哪怕同一个公司里,程序员与美术人员都因处事方式不同而时常碰撞,“美术人员都是搞艺术的,很随性,但是我们就很严谨。”正因为这样的原因,有了多年工作经验的邓凌华常常不放心新人与其他部门的人沟通,时常提醒新人注意沟通方式。

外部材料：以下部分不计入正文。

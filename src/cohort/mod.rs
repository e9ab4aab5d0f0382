//! Join cohorts: monthly survival, retention matrix, annual summaries and flow

mod builder;
mod matrix;
pub mod annual;
pub mod flow;

pub use builder::{Cohort, CohortBuilder};
pub use matrix::{RetentionMatrixCalculator, RetentionMatrixRow};
pub use annual::{annual_cohorts, AnnualCohortRow};
pub use flow::{membership_flow, FlowEntry, Granularity, MembershipFlow};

除了有“哲学家的世界”,波人公司有更大的“野心”,创立人范小虎的目标是“创造一个新的世界”,“波人”就是这个新世界里的不可思议的生物,象征着快乐和自由。当然,范小虎和团队不是想颠覆什么,他们想创造的是一款名为《不可思议新世界》的客户端网游,团队将自己对世界的认识和想象融进游戏里,比如广州的各种建筑就用市花木棉花做雏形。
宅?我们只是爱学习
回家安安静静地当个美男子,让自己越来越牛×。
多数程序员一周能休息一天半,根据“夜间动物”的属性,他们在休息日的起床时间至少已经是上午10点了。看书、看帖子、看动漫、看美剧,是年青一代的程序员干得最多的事。
23岁的小李(化名)是广州一家大型IT公司的程序员,刚毕业,在广州无亲无故。休息日就宅在家里苦练“内功”,看各种与工作相关的书籍和论坛,哪怕是工作日,晚上回去也一定学习半个小时,“让自己越来越牛×。”小李说,自己就是喜欢写代码,不觉得累。

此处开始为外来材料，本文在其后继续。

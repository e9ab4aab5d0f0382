//! Calendar arithmetic in the configured reporting timezone
//!
//! Month boundaries are computed on local calendar dates and converted back
//! to epoch seconds, so "advance N months" respects month lengths and
//! daylight-saving transitions instead of approximating with a fixed number
//! of seconds.

use std::fmt;

use chrono::{DateTime, Datelike, FixedOffset, Months, NaiveDate, NaiveDateTime, TimeDelta, TimeZone};
use chrono_tz::Tz;

use crate::error::{AnalyticsError, AnalyticsResult};

/// Seconds in a Julian year, used for tenure measurement
pub const SECONDS_PER_YEAR: f64 = 365.25 * 86_400.0;

const SECONDS_PER_DAY: i64 = 86_400;

/// Timezone used for month boundaries
#[derive(Debug, Clone, Copy, PartialEq, Eq)]
pub enum ReportingZone {
    /// IANA zone, daylight-saving aware (e.g. "America/New_York")
    Named(Tz),

    /// Constant offset from UTC
    Fixed(FixedOffset),
}

impl ReportingZone {
    /// A named zone wins over the fixed offset when both are configured
    pub fn from_settings(name: Option<&str>, utc_offset_seconds: i32) -> AnalyticsResult<Self> {
        match name.map(str::trim).filter(|n| !n.is_empty()) {
            Some(name) => named_zone(name),
            None => fixed_offset(utc_offset_seconds),
        }
    }
}

impl fmt::Display for ReportingZone {
    fn fmt(&self, f: &mut fmt::Formatter<'_>) -> fmt::Result {
        match self {
            ReportingZone::Named(tz) => write!(f, "{}", tz.name()),
            ReportingZone::Fixed(offset) => write!(f, "UTC{}", offset),
        }
    }
}

/// Build a fixed-offset reporting zone from seconds east of UTC
pub fn fixed_offset(utc_offset_seconds: i32) -> AnalyticsResult<ReportingZone> {
    FixedOffset::east_opt(utc_offset_seconds)
        .map(ReportingZone::Fixed)
        .ok_or(AnalyticsError::InvalidTimezone {
            seconds: utc_offset_seconds,
        })
}

/// Look up an IANA zone by name
pub fn named_zone(name: &str) -> AnalyticsResult<ReportingZone> {
    name.parse::<Tz>()
        .map(ReportingZone::Named)
        .map_err(|_| AnalyticsError::UnknownTimezone(name.to_string()))
}

/// Whether an instant (with a day of slack for any local offset) is inside chrono's calendar
pub fn is_representable(timestamp: i64) -> bool {
    [timestamp.checked_sub(SECONDS_PER_DAY), timestamp.checked_add(SECONDS_PER_DAY)]
        .into_iter()
        .all(|bound| bound.and_then(|t| DateTime::from_timestamp(t, 0)).is_some())
}

/// Reject reference instants the calendar cannot represent
pub fn checked_instant(timestamp: i64) -> AnalyticsResult<i64> {
    if is_representable(timestamp) {
        Ok(timestamp)
    } else {
        Err(AnalyticsError::InvalidInstant(timestamp))
    }
}

/// Local date-time for an epoch timestamp, `None` if out of chrono's range
pub fn local_datetime(timestamp: i64, tz: &ReportingZone) -> Option<DateTime<FixedOffset>> {
    if !is_representable(timestamp) {
        return None;
    }
    let utc = DateTime::from_timestamp(timestamp, 0)?;
    Some(match tz {
        ReportingZone::Named(zone) => utc.with_timezone(zone).fixed_offset(),
        ReportingZone::Fixed(offset) => utc.with_timezone(offset),
    })
}

/// Local calendar date for an epoch timestamp
pub fn local_date(timestamp: i64, tz: &ReportingZone) -> Option<NaiveDate> {
    local_datetime(timestamp, tz).map(|dt| dt.date_naive())
}

/// First day of the month containing `timestamp`
pub fn month_start_date(timestamp: i64, tz: &ReportingZone) -> Option<NaiveDate> {
    let date = local_date(timestamp, tz)?;
    NaiveDate::from_ymd_opt(date.year(), date.month(), 1)
}

/// Epoch seconds for a local wall-clock time
///
/// Ambiguous times (clocks falling back) resolve to the earlier instant;
/// times skipped by a spring-forward gap resolve to one hour later.
pub fn local_to_timestamp(naive: NaiveDateTime, tz: &ReportingZone) -> Option<i64> {
    match tz {
        ReportingZone::Named(zone) => resolve_local(zone, naive),
        ReportingZone::Fixed(offset) => resolve_local(offset, naive),
    }
}

fn resolve_local<Z: TimeZone>(zone: &Z, naive: NaiveDateTime) -> Option<i64> {
    zone.from_local_datetime(&naive)
        .earliest()
        .or_else(|| {
            let shifted = naive.checked_add_signed(TimeDelta::hours(1))?;
            zone.from_local_datetime(&shifted).earliest()
        })
        .map(|dt| dt.timestamp())
}

/// Epoch seconds of local midnight on `date`
pub fn local_midnight(date: NaiveDate, tz: &ReportingZone) -> Option<i64> {
    local_to_timestamp(date.and_hms_opt(0, 0, 0)?, tz)
}

/// Calendar-aware month addition (Jan 31 + 1 month = Feb 28/29)
pub fn add_months(date: NaiveDate, months: u32) -> Option<NaiveDate> {
    date.checked_add_months(Months::new(months))
}

/// Calendar-aware month subtraction
pub fn sub_months(date: NaiveDate, months: u32) -> Option<NaiveDate> {
    date.checked_sub_months(Months::new(months))
}

/// Elapsed years between two timestamps; negative spans clamp to zero
pub fn years_between(start: i64, end: i64) -> f64 {
    (end.saturating_sub(start) as f64 / SECONDS_PER_YEAR).max(0.0)
}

同小李一样,波人游戏公司程序员阿涛也觉得,总体而言,程序员已经是他目前最想从事的工作了。这份热爱,有时成了一种职业病,杨泽涛已经是公司的技术总监,但他对写代码仍有一种忍不住的爱,每次玩游戏都会本能地思考,这个游戏的后台代码是怎么写的。
也有“被迫”的,邓凌华初做网游程序员时,虽已有7年工作经验,但没有接触过游戏代码。当初来到这个新领域时,作为一名从不玩游戏的人,他开始尝试同行的游戏,玩了五六款以后,心里有了点谱。“从技术角度来说,他们做的,我们也能做。”他买了不少书,一边看,一边写程序进行调试。“那个时候,每天早上6点钟就自然醒了,就想去干活,忙得连喝水都会忘记。”想起那段时光,他眼里闪着挑战者的光芒。